**Problem description:** Take the data below and filter it for lines containing the word "fresh"; show each line found.

**Collected data:**

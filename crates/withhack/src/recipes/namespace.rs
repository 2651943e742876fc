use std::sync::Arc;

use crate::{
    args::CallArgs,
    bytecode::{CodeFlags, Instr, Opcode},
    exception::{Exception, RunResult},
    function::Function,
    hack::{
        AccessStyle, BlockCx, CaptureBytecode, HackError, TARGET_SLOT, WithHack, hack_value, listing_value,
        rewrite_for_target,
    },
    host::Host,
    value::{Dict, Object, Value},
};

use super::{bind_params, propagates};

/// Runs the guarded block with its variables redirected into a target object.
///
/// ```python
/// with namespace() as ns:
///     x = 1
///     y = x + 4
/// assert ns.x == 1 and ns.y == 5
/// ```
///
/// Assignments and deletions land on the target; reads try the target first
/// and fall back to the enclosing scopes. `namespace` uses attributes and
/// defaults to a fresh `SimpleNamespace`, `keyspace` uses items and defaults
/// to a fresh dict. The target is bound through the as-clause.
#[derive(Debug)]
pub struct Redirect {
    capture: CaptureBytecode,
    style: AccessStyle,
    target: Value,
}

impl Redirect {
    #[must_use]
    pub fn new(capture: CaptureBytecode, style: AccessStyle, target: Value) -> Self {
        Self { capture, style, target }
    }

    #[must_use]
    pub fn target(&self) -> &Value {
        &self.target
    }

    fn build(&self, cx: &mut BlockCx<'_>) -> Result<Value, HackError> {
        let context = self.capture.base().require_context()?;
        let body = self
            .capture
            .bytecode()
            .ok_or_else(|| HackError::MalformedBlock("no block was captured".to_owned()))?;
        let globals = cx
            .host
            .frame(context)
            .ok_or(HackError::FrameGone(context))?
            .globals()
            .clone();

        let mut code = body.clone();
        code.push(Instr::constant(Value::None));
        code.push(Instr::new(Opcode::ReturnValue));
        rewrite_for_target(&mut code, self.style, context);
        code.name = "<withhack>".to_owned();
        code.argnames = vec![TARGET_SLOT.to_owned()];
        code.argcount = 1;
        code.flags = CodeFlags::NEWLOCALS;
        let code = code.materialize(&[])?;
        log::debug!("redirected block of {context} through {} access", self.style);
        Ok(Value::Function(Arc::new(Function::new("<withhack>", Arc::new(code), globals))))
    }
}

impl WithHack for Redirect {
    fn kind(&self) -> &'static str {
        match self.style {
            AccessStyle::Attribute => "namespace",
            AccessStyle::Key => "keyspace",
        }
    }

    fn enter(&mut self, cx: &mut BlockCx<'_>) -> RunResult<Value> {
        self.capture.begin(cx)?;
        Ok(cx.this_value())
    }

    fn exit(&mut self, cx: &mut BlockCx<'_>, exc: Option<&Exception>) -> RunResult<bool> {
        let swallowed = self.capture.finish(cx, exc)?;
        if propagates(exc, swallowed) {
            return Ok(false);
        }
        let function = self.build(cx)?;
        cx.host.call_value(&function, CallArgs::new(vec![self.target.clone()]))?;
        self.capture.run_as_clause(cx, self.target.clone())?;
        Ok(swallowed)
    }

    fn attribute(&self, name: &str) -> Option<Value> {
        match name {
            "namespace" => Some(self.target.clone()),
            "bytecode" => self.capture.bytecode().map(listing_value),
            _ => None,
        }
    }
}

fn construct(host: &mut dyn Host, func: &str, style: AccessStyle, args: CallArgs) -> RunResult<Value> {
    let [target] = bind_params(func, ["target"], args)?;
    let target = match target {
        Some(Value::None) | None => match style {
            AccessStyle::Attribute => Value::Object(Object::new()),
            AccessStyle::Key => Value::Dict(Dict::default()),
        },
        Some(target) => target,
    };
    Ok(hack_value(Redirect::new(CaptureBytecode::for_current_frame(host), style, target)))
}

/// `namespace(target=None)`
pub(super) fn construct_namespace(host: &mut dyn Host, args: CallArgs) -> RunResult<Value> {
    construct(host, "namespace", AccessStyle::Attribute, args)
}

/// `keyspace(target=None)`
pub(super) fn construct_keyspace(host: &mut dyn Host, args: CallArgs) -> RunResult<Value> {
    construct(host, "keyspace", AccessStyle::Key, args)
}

**Task response:**
/// defaults to a fresh `SimpleNamespace`, `keyspace` uses items and defaults
/// to a fresh dict. The target is bound through the as-clause.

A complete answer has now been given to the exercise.